## WHAT YOU WILL DO
Pull every line containing the word "enum" out of the material below.

## DATA FOR THE TASK
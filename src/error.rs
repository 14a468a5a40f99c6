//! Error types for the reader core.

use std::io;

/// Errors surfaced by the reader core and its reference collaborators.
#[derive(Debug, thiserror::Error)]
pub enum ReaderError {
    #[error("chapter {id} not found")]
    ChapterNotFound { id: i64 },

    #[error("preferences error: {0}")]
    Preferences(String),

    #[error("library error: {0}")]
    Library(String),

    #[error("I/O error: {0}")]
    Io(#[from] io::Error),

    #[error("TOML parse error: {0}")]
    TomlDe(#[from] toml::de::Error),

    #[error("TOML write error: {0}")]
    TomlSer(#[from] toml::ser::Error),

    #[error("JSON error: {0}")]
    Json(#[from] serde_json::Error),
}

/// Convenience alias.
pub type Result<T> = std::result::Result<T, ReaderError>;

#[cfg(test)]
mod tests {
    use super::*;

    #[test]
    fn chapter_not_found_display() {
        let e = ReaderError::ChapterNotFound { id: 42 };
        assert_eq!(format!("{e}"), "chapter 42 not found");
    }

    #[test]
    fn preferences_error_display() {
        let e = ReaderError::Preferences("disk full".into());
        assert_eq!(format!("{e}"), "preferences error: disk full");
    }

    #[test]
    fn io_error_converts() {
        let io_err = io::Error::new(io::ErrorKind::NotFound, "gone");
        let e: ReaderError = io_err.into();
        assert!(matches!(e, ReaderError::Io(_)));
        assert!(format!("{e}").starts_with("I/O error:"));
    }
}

* * *

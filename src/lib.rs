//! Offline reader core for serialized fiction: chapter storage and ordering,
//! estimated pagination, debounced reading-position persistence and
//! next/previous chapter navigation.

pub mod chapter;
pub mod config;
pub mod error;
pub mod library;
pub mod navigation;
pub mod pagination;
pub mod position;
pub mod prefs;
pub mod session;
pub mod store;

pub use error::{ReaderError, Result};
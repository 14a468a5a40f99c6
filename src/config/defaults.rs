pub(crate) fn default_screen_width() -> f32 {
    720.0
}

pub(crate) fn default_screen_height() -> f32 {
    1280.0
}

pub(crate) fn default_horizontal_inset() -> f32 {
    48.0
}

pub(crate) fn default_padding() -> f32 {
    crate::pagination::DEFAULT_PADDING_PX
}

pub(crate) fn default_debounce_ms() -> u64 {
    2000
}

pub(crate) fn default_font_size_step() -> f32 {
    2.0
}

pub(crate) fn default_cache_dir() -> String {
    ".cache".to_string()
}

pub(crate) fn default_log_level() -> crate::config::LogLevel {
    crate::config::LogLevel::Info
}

* * *

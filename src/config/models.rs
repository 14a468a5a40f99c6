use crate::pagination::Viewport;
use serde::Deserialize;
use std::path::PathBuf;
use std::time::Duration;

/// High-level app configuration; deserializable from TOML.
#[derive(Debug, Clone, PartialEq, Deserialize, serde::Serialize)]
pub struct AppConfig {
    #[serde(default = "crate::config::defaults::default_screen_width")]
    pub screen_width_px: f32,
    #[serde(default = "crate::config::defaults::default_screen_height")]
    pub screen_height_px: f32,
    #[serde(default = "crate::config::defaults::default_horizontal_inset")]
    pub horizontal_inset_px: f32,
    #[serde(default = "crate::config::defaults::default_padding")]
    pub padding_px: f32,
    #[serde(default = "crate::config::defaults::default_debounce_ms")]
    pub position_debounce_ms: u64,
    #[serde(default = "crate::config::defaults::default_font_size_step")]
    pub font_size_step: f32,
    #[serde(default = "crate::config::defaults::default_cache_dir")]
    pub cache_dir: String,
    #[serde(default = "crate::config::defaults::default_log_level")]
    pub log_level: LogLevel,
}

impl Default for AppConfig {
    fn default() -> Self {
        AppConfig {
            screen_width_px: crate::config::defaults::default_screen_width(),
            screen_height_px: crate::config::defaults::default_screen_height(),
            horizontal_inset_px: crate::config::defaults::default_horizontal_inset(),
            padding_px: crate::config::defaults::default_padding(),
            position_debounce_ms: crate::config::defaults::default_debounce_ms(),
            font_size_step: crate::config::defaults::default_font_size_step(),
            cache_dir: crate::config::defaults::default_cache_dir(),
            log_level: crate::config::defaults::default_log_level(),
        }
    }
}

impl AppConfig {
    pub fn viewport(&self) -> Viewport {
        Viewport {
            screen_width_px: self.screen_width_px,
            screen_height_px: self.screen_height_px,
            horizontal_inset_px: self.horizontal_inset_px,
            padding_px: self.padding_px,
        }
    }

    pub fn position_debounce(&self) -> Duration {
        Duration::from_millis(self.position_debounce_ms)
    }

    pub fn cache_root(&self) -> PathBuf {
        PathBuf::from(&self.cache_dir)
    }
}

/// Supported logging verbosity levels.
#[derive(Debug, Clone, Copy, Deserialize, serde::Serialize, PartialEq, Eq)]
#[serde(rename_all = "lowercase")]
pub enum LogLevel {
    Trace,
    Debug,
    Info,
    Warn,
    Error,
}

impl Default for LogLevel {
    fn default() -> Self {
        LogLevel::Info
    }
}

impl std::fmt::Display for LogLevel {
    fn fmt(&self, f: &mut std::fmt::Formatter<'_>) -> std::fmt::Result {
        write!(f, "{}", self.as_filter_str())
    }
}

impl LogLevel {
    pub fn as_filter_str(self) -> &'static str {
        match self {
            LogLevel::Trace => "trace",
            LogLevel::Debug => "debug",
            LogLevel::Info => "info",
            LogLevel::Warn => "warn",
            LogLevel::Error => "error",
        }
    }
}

## COMPLETED EXERCISE
pub enum ReaderError {
pub enum LogLevel {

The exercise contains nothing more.